Dışişleri Bakanı Mevlüt Çavuşoğlu, CNN Türk’e verdiği röportajda gündeme ilişkin açıklama yaptı. Çavuşoğlu’nun açıklamasından satır başları şöyle:
"F-35 savaş uçakları"
En kötü senaryoyu konuşursak, Türkiye kendi başının çaresine bakar. Bir ülke vermiyorsa, diğer seçeneklere bakarız. Hangisinin şartları en uygunsa o ülkeden alırız. Seçeneklerimiz fazladır. Ama biz böyle bir gelişmenin olacağını düşünmüyoruz. Biz ABD yönetiminin Türkiye gibi bir müttefikini kaybetmeyeceğini düşünüyoruz. Kararlara baktığımız zaman son yetki yönetime bırakılıyor.
"Münbiç'te yol haritası uygulanıyor"
4 Haziran-4 Temmuz arası hazırlık çalışmalarının tamamlanması ve 4 Temmuz’dan sonra çekilmelerin başlaması şeklinde bir takvim belirlenmişti. Şu ana kadar yol haritası hiçbir aksaklık olmadan uygulanıyor. Bundan sonraki süreçte de uygulama olarak bir tereddütümüz yok. Uygulanmazsa güven ortamı zedelenir. Bu adımların nedenlerinden biri de Türkiye ile ABD arasındaki güvenin yeniden tesis edilmesi. Yol haritası konusunda hiçbir sıkıntı yok. Bu bir diplomatik zaferdir. Bu Suriye’nin geleceği için de önemli. Şu anda YPG’nin kontrolü altındaki bölgeler için de bir model olacaktır. Münbiç’te kaç tane YPG’li olduğuna dair net bir rakam yok. Sahaya girdiğimiz zaman net bir bilgi alacağız. Silahı veren ABD’dir, silahı toplayacak olan da ABD’dir. ABD, Münbiç’ten çıkarken YPG’den silahları alacak. Biz de buna nezaret edeceğiz. Türk askerinin YPG ile karşı karşıya gelme gibi bir durumu yok. Gelirsek de ne yapacağımız belli zaten. YPG’nin içerisinde Arap olmaz. Marksist, Leninist, ateist Arap olmaz. Herkesin ideolojisine saygım var. Ama bunlar terörist. Arapların içerisinde bunların ideolojisinde olan yok. Bunlar çok sayıda Arap lideri katlettiler. Bunlar tam bir terör örgütü. Kim yönetecek konusunda ABD ile birlikte karar vereceğiz. Birlikte karar verirken, ABD’nin önerdiği kişilere bakacağız. PKK/YPG’nin güdümünde mi değil mi? İdlib’i ve diğer bölgeleri terör örgütlerinin kontrolüne bırakırsak hiçbir yerde istikrarı sağlayamayız. Bizim mutabakatımıza göre yol haritası Fırat’ın doğusunda da uygulanacak. Bir terör örgütüyle işbirliği içine ben girmedim, silah da vermedim. Ben sadece içerde ve dışarıda temizliyorum. Bu DEAŞ da olabilir YPG de. Fark etmez. Biz terörden çok çekmiş bir ülke olarak, terörün her türlüsüne karşıyız. Buralarda etnik temizlik yapılıyor. Dolayısıyla bunun sorumlusu da bunlar.

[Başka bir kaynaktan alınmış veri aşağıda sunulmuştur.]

//! The cipher's per-run state: the two matrices, the subkey, the PRNG, and
//! the small rolling context (previous code/direction/parity) that couples
//! successive characters together.

use crate::error::{CipherError, Warning};
use crate::key;
use crate::rng::Pcg32;
use crate::{KEY_LEN, MATRIX_LEN, SUBKEY_LEN};

/// Per-call configuration. Both fields were process-wide globals in the
/// reference implementation; here they are plain instance state owned by
/// whoever constructs the [`Cipher`].
#[derive(Debug, Clone, Copy, Default)]
pub struct CipherOptions {
    /// Disable null salting: ciphertext is only ever drawn from the code
    /// matrix.
    pub core: bool,
    /// Emit a step-by-step trace of the encode/decode pipeline.
    pub trace: bool,
}

/// A live cipher instance: matrices and subkey derived from a validated
/// key, a PRNG, and the rolling context needed to keep successive
/// characters' encodings correctly linked.
pub struct Cipher {
    pub(crate) code_mat: [u8; MATRIX_LEN],
    pub(crate) null_mat: [u8; MATRIX_LEN],
    pub(crate) subkey: [u8; SUBKEY_LEN],
    pub(crate) rng: Pcg32,
    pub(crate) options: CipherOptions,

    pub(crate) prev_code: u8,
    pub(crate) prev_last: u8,
    pub(crate) prev_dir: Option<usize>,
    pub(crate) parity: bool,

    warnings: Vec<Warning>,
}

impl Cipher {
    /// Build a cipher from a validated key, seeding its PRNG from OS
    /// entropy.
    pub fn new(key: &[u8], options: CipherOptions) -> Result<Self, CipherError> {
        let rng = Pcg32::from_entropy().map_err(CipherError::Entropy)?;
        Self::with_rng(key, options, rng)
    }

    /// Build a cipher from a validated key and an explicit PRNG. Exists so
    /// callers needing reproducible traces (tests, `--trace` diagnostics)
    /// can pin the PRNG seed instead of drawing from entropy.
    pub fn with_rng(key: &[u8], options: CipherOptions, rng: Pcg32) -> Result<Self, CipherError> {
        key::validate(key)?;
        let key: [u8; KEY_LEN] = key.try_into().unwrap();
        let (code_mat, null_mat) = key::build_matrices(&key);
        let subkey = key::build_subkey(&key);
        if options.trace {
            trace_init(&key, &code_mat, &null_mat, &subkey);
        }
        Ok(Cipher {
            code_mat,
            null_mat,
            subkey,
            rng,
            options,
            prev_code: 0,
            prev_last: 0,
            prev_dir: None,
            parity: false,
            warnings: Vec::new(),
        })
    }

    /// The code (`1..=30`) of plaintext character `c`, or an error if `c`
    /// is not in the subkey alphabet.
    pub(crate) fn code_of(&self, c: u8) -> Result<u8, CipherError> {
        self.subkey
            .iter()
            .position(|&s| s == c)
            .map(|i| i as u8 + 1)
            .ok_or(CipherError::UnencodableChar(c))
    }

    /// The plaintext character for `code` (`1..=30`).
    pub(crate) fn char_of(&self, code: u8) -> u8 {
        debug_assert!((1..=crate::SUBKEY_LEN as u8).contains(&code), "code out of range");
        self.subkey[(code - 1) as usize]
    }

    /// True iff `code` is a power of two (1, 2, 4, 8 or 16): the 5 codes
    /// that select exactly one character.
    pub(crate) fn is_pow2(code: u8) -> bool {
        matches!(code, 1 | 2 | 4 | 8 | 16)
    }

    /// Record a non-fatal warning encountered during the last encode call.
    pub(crate) fn push_warning(&mut self, w: Warning) {
        self.warnings.push(w);
    }

    /// Drain and return the warnings accumulated so far.
    pub fn take_warnings(&mut self) -> Vec<Warning> {
        std::mem::take(&mut self.warnings)
    }

    /// Whether null salting is disabled for this run.
    pub fn is_core(&self) -> bool {
        self.options.core
    }

    /// The code matrix this cipher's ciphertext (in core mode, all of it)
    /// is drawn from.
    pub fn code_matrix(&self) -> &[u8; MATRIX_LEN] {
        &self.code_mat
    }

    /// The null matrix non-core ciphertext is salted from.
    pub fn null_matrix(&self) -> &[u8; MATRIX_LEN] {
        &self.null_mat
    }
}

/// Trace the key, subkey and both matrices to stderr once, at cipher
/// construction -- the Rust analogue of the reference's `trace_cipher`.
fn trace_init(key: &[u8; KEY_LEN], code_mat: &[u8; MATRIX_LEN], null_mat: &[u8; MATRIX_LEN], subkey: &[u8; SUBKEY_LEN]) {
    eprintln!("key: {}", show(key));
    eprintln!("subkey: {}", show(subkey));
    for row in 0..5 {
        let code_row = show(&code_mat[row * 5..row * 5 + 5]);
        let null_row = show(&null_mat[row * 5..row * 5 + 5]);
        eprintln!("{code_row} | {null_row}");
    }
}

fn show(bytes: &[u8]) -> String {
    bytes.iter().map(|&b| b as char).collect()
}
//! Handycipher: a pen-and-paper symmetric stream cipher built around a
//! randomized, direction-and-permutation encoding of a 30-symbol alphabet
//! over a 5x5 key matrix.
//!
//! The crate is organized around the pipeline a hand cipherer would run
//! manually: [`key`] turns a 51-character key into the code matrix, null
//! matrix and subkey; [`cipher`] holds the live per-run state; [`encode`]
//! and [`decode`] implement one direction each of the per-character
//! transform; [`stream`] and [`format`] wire that transform to byte
//! streams. [`keygen`] derives a key from a password instead of requiring
//! one verbatim, and [`rng`] is the PCG32 source everything above draws
//! randomness from.

pub mod cipher;
pub mod decode;
pub mod encode;
pub mod error;
pub mod format;
pub mod geometry;
pub mod key;
pub mod keygen;
pub mod rng;
pub mod stream;

pub use cipher::{Cipher, CipherOptions};
pub use error::{CipherError, Warning};
pub use keygen::derive_key;
pub use stream::{decode_stream, encode_stream};

/// Length of a full key: 51 characters, one for every symbol in
/// `{A..Y, a..y, ^}`.
pub const KEY_LEN: usize = 51;
/// Number of cells in the code matrix (and the null matrix): a 5x5 grid.
pub const MATRIX_LEN: usize = 25;
/// Number of symbols in the plaintext alphabet: `A..Z` plus `. , ? -`.
pub const SUBKEY_LEN: usize = 30;
/// Number of cells on one line of the 5x5 torus.
pub const LINE_LEN: usize = 5;
/// Number of lines over the torus: 5 columns, 5 rows, 5 right-diagonals,
/// 5 left-diagonals.
pub const NUM_LINES: usize = 20;
/// Number of knight-jump neighbors every cell has.
pub const KNIGHT_DEGREE: usize = 8;
/// Upper bound on the length of one encoded character's ciphertext
/// fragment (codeword, noise and null salt included).
pub const MAX_ENCODED_LEN: usize = 32;
/// Upper bound on the length of one character's codeword-plus-noise
/// fragment, before null salting.
pub const MAX_NOISE_LEN: usize = 9;
/// Upper bound on the number of permutations of a 4-character codeword
/// (`4!` would suffice; kept at `5!` to cover the unreachable 5-bit case
/// defensively).
pub const MAX_PERMS: usize = 120;
/// Chunk size used by the stream drivers when reading from an arbitrary
/// `Read`.
pub const CHUNK_SIZE: usize = 32 * 1024;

"İdlib'te 12 gözlem noktası var"
Bizim İdlib’de 12 tane gözlem noktamız var. İran ve Rusya’ya “Bu bölgeye saldırı olursa, artık siyasi görüşme biter, savaş ne kadar sürerse devam eder. Siz rejimin garantörüsünüz. Astana da Cenevre de biter” diyoruz. Halep’teki teröristler İdlib’e geçti. Buradaki teröristlerin temizlenmesi gerekli. Ancak ihlallerin de bitmesi lazım.
"OHAL’in adı bile hoş değil"
OHAL bir tercih değil zorunluluktu. İmaj, eleştiri önemli. Ama Türkiye’nin güvenliği her şeyden önemli. Bu OHAL’i kaldırmak için çok önemli adımlar attık. OHAL sadece ve sadece teröristleri hedef alıyordu. Biz OHAL’i iktidara gelir gelmez kaldıran bir partiyiz. Her uzatmada, biz samimi olarak tartışıyoruz. Bir an önce kaldırmamız gerektiğini unutmadık. Normalleşme süreci başladı ve kaldırılması gerektiği konusunda kanaat oluştu. Biz OHAL’i mecbur kaldığımız için getirdik. Adı bile hoş değil ama bu bir zorunluluktu.
"Çözüm için gayret ediyoruz"
Antalya’daki çalışmalarımız çok güzel. Diğer partilerin de Antalya ve Türkiye’ye dair hiçbir projesi yok. Türkiye’nin Dışişleri Bakanı olmak benim için zor bir görev ama kendime, milletime, ülkeme güvenim var. Elimizden geleni yaptık. Yeni sistemde de, takdir cumhurbaşkanımızındır. Verilen görevleri en iyi şekilde yapmaya çalışıyorum. Çözüm üretmek için, ülkemizin çıkarlarını savunmak için gayret ediyoruz. Gerisi takdiri ilahidir ve elbette cumhurbaşkanımızın takdiridir.